Treatment of all patients with type 1 diabetes. Treatment of patients with type 2 diabetes who are not adequately controlled by diet and/ or oral hypoglycemic agents.For the initial stabilization of diabetes in patients with diabetic ketoacidosis, hyperosmolar non-ketotic syndrome and during periods of stress such as severe infections and major surgery in diabetic patients. Treatment of gestational diabetes.
Medium Acting Insulin
Insulin Human (rDNA) is human insulin made by recombinant DNA technology. It has the same structure and function as natural insulin. Insulin regulates the glucose metabolism and stimulates the ingestion and utilization of glucose by liver, muscle and fat tissue. It also lowers blood glucose by accelerating glycogenesis and inhibiting gluconeogenesis.Insulin Human (rDNA) R starts action within 30 minutes after injection, reaches its peak within 1.5-3.5 hours and lasts about 7-8 hours. Insulin Human (rDNA) N starts action within 1.5 hours after injection, reaches its peak within 4-12 hours & lasts about 24 hours.
The average range of total daily insulin requirement for maintenance therapy in type 1 diabetic patients lies between 0.5 and 1.0 IU/kg. In pre-pubertal children it usually varies from 0.7 to 1.0 IU/kg, whereas in insulin resistant cases, e.g. during puberty or due to obesity, the daily insulin requirement may be substantially higher. Initial dosages for type 2 diabetic patients are often lower, e.g. 0.3 to 0.6 IU/kg/day.The dosage form, the dosage and the administration time of the insulin are different due to the individual differences of each patient. In addition, the dosage is also affected by food, working style and exercising intensity. Therefore, patients should use the insulin under doctor’s instruction.
An injection should be followed by a meal or snack containing carbohydrates within 30 minutes. Injection is administered subcutaneously in the upper arm, thigh, buttock or abdominal wall. A subcutaneous injection into the abdominal wall results in a faster absorption than from other injection sites. Insulin Human (rDNA) R can be given intravenously only by the physician in emergency situations. However, Insulin Human (rDNA) N, is never to be administered intravenously.
When using oral contraceptive drug, adrenal cortical hormone, thyroid hormone, etc., the drugs that can result in the rise of blood glucose; you might need to increase the amount of Insulin. When using drugs with hypoglycemic activities, salicylate, sulfanilamide and other anti-depressants, which will result in the decrease of blood glucose, the dosage of insulin should be reduced.
Hypoglycemia or the patients who have allergic reaction to insulin or any of the excipients.

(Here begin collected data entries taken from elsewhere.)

//! Localized text lookup.
//!
//! Messages are keyed by [`MessageId`] and rendered for an explicit
//! [`Locale`]. Positional placeholders `{0}`, `{1}`, ... are replaced with
//! the supplied arguments.

use std::collections::HashMap;
use std::fmt;
use std::str::FromStr;

use serde::{Deserialize, Serialize};
use utoipa::ToSchema;

/// Supported languages.
#[derive(Debug, Clone, Copy, PartialEq, Eq, Hash, Default, Serialize, Deserialize, ToSchema)]
#[serde(rename_all = "lowercase")]
pub enum Locale {
    /// Spanish. The facility default.
    #[default]
    Es,
    /// English.
    En,
}

impl Locale {
    /// Every supported locale.
    pub const ALL: [Self; 2] = [Self::Es, Self::En];

    /// ISO 639-1 language code.
    #[must_use]
    pub const fn code(self) -> &'static str {
        match self {
            Self::Es => "es",
            Self::En => "en",
        }
    }

    /// Parse a language tag such as `es`, `es-CO` or `en_US`.
    ///
    /// Only the primary subtag is considered.
    #[must_use]
    pub fn from_tag(tag: &str) -> Option<Self> {
        let primary = tag.trim().split(['-', '_']).next()?;
        Self::ALL
            .into_iter()
            .find(|locale| locale.code().eq_ignore_ascii_case(primary))
    }

    /// Pick the most preferred supported locale from an `Accept-Language`
    /// header value.
    ///
    /// Entries are ranked by their `q` weight; ties keep header order.
    #[must_use]
    pub fn from_accept_language(header: &str) -> Option<Self> {
        let mut candidates: Vec<(f32, Self)> = header
            .split(',')
            .filter_map(|entry| {
                let mut parts = entry.split(';');
                let locale = Self::from_tag(parts.next()?)?;
                let weight = parts
                    .find_map(|p| p.trim().strip_prefix("q="))
                    .and_then(|q| q.parse::<f32>().ok())
                    .unwrap_or(1.0);
                (weight > 0.0).then_some((weight, locale))
            })
            .collect();
        candidates.sort_by(|a, b| b.0.total_cmp(&a.0));
        candidates.first().map(|(_, locale)| *locale)
    }
}

impl fmt::Display for Locale {
    fn fmt(&self, f: &mut fmt::Formatter<'_>) -> fmt::Result {
        f.write_str(self.code())
    }
}

impl FromStr for Locale {
    type Err = String;

    fn from_str(s: &str) -> Result<Self, Self::Err> {
        Self::from_tag(s).ok_or_else(|| format!("unsupported locale '{s}'"))
    }
}

/// Identifier of a translatable message.
#[derive(Debug, Clone, Copy, PartialEq, Eq, Hash)]
pub enum MessageId {
    /// Display label of the car category.
    VehicleCar,
    /// Display label of the motorcycle category.
    VehicleMotorcycle,
    /// `{0}` = plate.
    VehicleExists,
    /// Unknown vehicle type at check-in.
    VehicleTypeInvalid,
    /// `{0}` = plate.
    VehicleRegistered,
    /// `{0}` = plate, `{1}` = total cost.
    VehicleExit,
    /// No open session for the plate.
    VehicleNotFound,
    /// `{0}` = plate.
    PlateInvalid,
    /// Landing text.
    Welcome,
}

impl MessageId {
    /// Dotted key of the message.
    #[must_use]
    pub const fn key(self) -> &'static str {
        match self {
            Self::VehicleCar => "vehicle.car",
            Self::VehicleMotorcycle => "vehicle.motorcycle",
            Self::VehicleExists => "parking.vehicle.exists",
            Self::VehicleTypeInvalid => "parking.vehicle.type.invalid",
            Self::VehicleRegistered => "parking.vehicle.registered",
            Self::VehicleExit => "parking.vehicle.exit",
            Self::VehicleNotFound => "parking.vehicle.notfound",
            Self::PlateInvalid => "parking.vehicle.plate.invalid",
            Self::Welcome => "app.welcome",
        }
    }
}

const SPANISH: &[(MessageId, &str)] = &[
    (MessageId::VehicleCar, "carro"),
    (MessageId::VehicleMotorcycle, "moto"),
    (
        MessageId::VehicleExists,
        "El vehículo con placa {0} ya se encuentra en el parqueadero.",
    ),
    (
        MessageId::VehicleTypeInvalid,
        "Tipo de vehículo inválido. Use 'carro' o 'moto'.",
    ),
    (
        MessageId::VehicleRegistered,
        "Vehículo con placa {0} registrado correctamente.",
    ),
    (
        MessageId::VehicleExit,
        "Salida registrada para la placa {0}. Costo total: {1}",
    ),
    (
        MessageId::VehicleNotFound,
        "No se encontró un vehículo dentro del parqueadero con esa placa.",
    ),
    (MessageId::PlateInvalid, "La placa '{0}' no es válida."),
    (MessageId::Welcome, "Bienvenido al parqueadero."),
];

const ENGLISH: &[(MessageId, &str)] = &[
    (MessageId::VehicleCar, "car"),
    (MessageId::VehicleMotorcycle, "motorcycle"),
    (
        MessageId::VehicleExists,
        "The vehicle with plate {0} is already parked.",
    ),
    (
        MessageId::VehicleTypeInvalid,
        "Invalid vehicle type. Use 'car' or 'motorcycle'.",
    ),
    (
        MessageId::VehicleRegistered,
        "Vehicle with plate {0} checked in.",
    ),
    (
        MessageId::VehicleExit,
        "Exit recorded for plate {0}. Total cost: {1}",
    ),
    (
        MessageId::VehicleNotFound,
        "No parked vehicle was found with that plate.",
    ),
    (MessageId::PlateInvalid, "The plate '{0}' is not valid."),
    (MessageId::Welcome, "Welcome to the parking lot."),
];

/// Bundled message catalog for every [`Locale`].
#[derive(Debug, Clone)]
pub struct MessageCatalog {
    entries: HashMap<(Locale, MessageId), String>,
}

impl Default for MessageCatalog {
    fn default() -> Self {
        let bundles = [(Locale::Es, SPANISH), (Locale::En, ENGLISH)];
        let entries = bundles
            .into_iter()
            .flat_map(|(locale, bundle)| {
                bundle
                    .iter()
                    .map(move |(id, text)| ((locale, *id), (*text).to_string()))
            })
            .collect();
        Self { entries }
    }
}

impl MessageCatalog {
    /// Render `id` for `locale`, substituting positional arguments.
    ///
    /// Missing translations fall back to the message key so a gap in a
    /// catalog is visible instead of silently empty.
    #[must_use]
    pub fn text(&self, locale: Locale, id: MessageId, args: &[&dyn fmt::Display]) -> String {
        let Some(template) = self.entries.get(&(locale, id)) else {
            tracing::warn!(locale = %locale, key = id.key(), "Missing translation");
            return id.key().to_string();
        };

        args.iter()
            .enumerate()
            .fold(template.clone(), |text, (index, arg)| {
                text.replace(&format!("{{{index}}}"), &arg.to_string())
            })
    }
}

#[cfg(test)]
mod tests {
    use super::*;

    #[test]
    fn test_locale_from_tag() {
        assert_eq!(Locale::from_tag("es"), Some(Locale::Es));
        assert_eq!(Locale::from_tag("es-CO"), Some(Locale::Es));
        assert_eq!(Locale::from_tag("EN_us"), Some(Locale::En));
        assert_eq!(Locale::from_tag("fr"), None);
        assert_eq!(Locale::from_tag(""), None);
    }

    #[test]
    fn test_accept_language_respects_weights() {
        assert_eq!(
            Locale::from_accept_language("fr-FR, en;q=0.5, es;q=0.8"),
            Some(Locale::Es)
        );
        assert_eq!(
            Locale::from_accept_language("en-US,en;q=0.9"),
            Some(Locale::En)
        );
        assert_eq!(Locale::from_accept_language("de, fr"), None);
        assert_eq!(Locale::from_accept_language("es;q=0, en;q=0.1"), Some(Locale::En));
    }

    #[test]
    fn test_locale_from_str() {
        assert_eq!("en".parse::<Locale>(), Ok(Locale::En));
        assert!("xx".parse::<Locale>().is_err());
    }

    #[test]
    fn test_every_message_translated_in_every_locale() {
        let catalog = MessageCatalog::default();
        let ids = [
            MessageId::VehicleCar,
            MessageId::VehicleMotorcycle,
            MessageId::VehicleExists,
            MessageId::VehicleTypeInvalid,
            MessageId::VehicleRegistered,
            MessageId::VehicleExit,
            MessageId::VehicleNotFound,
            MessageId::PlateInvalid,
            MessageId::Welcome,
        ];
        for locale in Locale::ALL {
            for id in ids {
                assert_ne!(catalog.text(locale, id, &[]), id.key(), "{locale} {id:?}");
            }
        }
    }

    #[test]
    fn test_positional_arguments_substituted() {
        let catalog = MessageCatalog::default();
        let text = catalog.text(Locale::En, MessageId::VehicleExit, &[&"ABC-123", &4000]);
        assert_eq!(text, "Exit recorded for plate ABC-123. Total cost: 4000");

        let text = catalog.text(Locale::Es, MessageId::VehicleExists, &[&"XYZ-9"]);
        assert!(text.contains("XYZ-9"));
    }

    #[test]
    fn test_labels_per_locale() {
        let catalog = MessageCatalog::default();
        assert_eq!(catalog.text(Locale::Es, MessageId::VehicleCar, &[]), "carro");
        assert_eq!(catalog.text(Locale::Es, MessageId::VehicleMotorcycle, &[]), "moto");
        assert_eq!(catalog.text(Locale::En, MessageId::VehicleCar, &[]), "car");
    }
}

Hypoglycemia is the most common adverse effect during insulin treatment and symptoms of hypoglycemia may occur suddenly. Few cases of the allergic reaction such as red and swollen or itching are reported. It usually disappears in a few days. In some instances, the allergy may be caused by other reasons rather than insulin, such as disinfectant and poor injection technique.
Pregnancy & Lactation
There are no restrictions on treatment of diabetes with insulin during pregnancy, as insulin does not pass the placental barrier. Insulin treatment of the nursing mother presents no risk to the baby.